## ASSIGNMENT
Hunt through the lines below for the string "highlighted" and copy each one that has it.

━━ INPUT RECORDS ━━

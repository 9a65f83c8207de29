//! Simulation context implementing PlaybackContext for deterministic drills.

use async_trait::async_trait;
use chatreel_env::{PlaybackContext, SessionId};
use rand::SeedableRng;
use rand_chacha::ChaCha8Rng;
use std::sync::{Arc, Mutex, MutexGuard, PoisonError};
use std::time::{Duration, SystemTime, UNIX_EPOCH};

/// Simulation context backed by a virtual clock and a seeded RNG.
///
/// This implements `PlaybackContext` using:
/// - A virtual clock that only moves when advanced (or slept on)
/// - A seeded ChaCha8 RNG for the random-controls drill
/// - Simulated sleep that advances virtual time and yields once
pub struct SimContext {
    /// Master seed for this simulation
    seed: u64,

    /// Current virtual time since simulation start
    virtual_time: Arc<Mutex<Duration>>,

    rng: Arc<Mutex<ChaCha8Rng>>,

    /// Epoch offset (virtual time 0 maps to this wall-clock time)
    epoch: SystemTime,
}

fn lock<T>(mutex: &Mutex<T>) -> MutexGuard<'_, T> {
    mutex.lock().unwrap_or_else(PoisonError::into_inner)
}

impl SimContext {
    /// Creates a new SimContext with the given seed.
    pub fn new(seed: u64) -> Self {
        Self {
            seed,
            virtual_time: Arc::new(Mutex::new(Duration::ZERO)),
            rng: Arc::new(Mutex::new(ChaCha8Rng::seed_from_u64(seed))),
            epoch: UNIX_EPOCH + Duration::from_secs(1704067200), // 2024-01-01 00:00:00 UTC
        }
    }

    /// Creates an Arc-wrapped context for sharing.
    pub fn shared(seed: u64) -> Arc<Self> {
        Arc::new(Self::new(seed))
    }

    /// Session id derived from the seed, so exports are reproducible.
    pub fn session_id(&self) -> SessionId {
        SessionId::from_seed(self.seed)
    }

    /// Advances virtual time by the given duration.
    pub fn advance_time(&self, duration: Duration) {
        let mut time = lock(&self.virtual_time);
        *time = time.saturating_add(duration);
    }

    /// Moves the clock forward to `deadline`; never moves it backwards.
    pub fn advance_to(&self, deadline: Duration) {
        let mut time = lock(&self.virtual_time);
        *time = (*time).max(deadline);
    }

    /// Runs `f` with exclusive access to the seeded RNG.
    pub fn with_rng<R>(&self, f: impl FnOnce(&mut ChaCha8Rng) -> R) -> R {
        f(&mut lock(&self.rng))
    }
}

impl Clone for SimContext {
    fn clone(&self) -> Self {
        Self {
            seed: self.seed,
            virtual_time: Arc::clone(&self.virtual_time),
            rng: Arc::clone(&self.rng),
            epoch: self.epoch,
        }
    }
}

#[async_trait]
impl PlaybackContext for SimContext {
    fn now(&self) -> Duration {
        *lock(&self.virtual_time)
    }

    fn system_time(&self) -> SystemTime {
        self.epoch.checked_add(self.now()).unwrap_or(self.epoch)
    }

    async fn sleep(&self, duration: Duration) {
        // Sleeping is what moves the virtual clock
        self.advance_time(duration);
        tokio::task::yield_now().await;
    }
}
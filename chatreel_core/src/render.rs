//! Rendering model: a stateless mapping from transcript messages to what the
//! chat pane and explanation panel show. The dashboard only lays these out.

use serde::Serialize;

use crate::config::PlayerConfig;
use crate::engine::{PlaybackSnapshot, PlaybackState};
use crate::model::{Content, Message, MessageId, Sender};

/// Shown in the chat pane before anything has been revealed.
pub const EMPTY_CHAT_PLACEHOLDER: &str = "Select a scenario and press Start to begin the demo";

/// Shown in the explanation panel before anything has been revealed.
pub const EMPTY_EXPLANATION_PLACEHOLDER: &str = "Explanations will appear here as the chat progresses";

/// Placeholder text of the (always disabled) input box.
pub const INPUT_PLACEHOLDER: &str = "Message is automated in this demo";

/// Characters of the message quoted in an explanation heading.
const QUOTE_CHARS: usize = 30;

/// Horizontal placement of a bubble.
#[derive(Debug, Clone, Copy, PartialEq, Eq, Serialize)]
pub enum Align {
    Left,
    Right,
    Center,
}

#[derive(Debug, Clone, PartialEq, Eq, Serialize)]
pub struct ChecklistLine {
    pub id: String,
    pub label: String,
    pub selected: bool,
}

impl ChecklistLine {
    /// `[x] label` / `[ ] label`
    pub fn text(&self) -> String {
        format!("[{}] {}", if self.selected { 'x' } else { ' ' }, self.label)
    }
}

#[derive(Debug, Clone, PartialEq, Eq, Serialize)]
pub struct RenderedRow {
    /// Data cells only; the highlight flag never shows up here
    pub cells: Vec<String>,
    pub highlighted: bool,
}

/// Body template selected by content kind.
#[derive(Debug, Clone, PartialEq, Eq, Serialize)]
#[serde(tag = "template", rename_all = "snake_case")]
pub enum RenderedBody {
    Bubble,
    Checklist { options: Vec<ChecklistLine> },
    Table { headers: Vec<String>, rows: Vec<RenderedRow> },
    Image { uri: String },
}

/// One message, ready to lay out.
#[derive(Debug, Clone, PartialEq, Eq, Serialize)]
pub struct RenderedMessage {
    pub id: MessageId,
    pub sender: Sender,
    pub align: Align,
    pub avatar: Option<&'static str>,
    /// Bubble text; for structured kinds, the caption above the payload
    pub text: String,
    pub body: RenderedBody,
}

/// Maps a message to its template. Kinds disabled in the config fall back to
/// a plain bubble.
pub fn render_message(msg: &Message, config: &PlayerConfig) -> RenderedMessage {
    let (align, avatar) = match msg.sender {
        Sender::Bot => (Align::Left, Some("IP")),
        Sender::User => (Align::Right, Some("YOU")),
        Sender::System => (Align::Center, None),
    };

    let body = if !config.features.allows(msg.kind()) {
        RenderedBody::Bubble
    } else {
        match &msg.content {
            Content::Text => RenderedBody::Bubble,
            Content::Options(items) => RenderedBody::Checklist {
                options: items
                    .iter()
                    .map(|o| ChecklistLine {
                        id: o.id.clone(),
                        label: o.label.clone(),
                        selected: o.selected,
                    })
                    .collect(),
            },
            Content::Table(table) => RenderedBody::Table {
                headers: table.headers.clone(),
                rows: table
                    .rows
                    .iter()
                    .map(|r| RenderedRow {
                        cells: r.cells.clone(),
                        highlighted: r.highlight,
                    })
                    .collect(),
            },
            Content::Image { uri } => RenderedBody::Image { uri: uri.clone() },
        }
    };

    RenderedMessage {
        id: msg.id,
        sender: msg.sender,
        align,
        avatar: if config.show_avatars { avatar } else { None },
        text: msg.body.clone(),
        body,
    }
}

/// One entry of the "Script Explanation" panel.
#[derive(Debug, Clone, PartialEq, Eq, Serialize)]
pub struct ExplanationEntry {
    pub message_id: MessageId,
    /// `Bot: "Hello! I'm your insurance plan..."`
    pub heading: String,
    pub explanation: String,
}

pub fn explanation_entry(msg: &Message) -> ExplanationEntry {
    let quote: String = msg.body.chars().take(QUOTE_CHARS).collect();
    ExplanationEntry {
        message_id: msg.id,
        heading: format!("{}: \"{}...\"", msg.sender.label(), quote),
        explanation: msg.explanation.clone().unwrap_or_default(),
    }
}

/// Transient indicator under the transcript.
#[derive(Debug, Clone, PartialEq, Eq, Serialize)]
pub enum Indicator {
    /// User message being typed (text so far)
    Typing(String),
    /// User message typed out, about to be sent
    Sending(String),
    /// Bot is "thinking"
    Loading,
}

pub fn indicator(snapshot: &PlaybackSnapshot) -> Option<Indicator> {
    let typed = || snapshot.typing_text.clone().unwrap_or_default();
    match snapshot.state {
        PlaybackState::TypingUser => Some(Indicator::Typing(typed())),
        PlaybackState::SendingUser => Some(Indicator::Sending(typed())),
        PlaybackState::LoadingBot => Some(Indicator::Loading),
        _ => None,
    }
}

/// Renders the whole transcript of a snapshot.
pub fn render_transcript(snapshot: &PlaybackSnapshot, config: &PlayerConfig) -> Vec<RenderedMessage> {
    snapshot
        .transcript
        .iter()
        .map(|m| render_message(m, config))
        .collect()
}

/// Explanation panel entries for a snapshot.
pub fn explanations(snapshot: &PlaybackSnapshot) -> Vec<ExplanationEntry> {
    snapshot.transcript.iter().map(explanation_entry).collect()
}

━━━

## TASK SOLUTION
    pub highlighted: bool,
                        highlighted: r.highlight,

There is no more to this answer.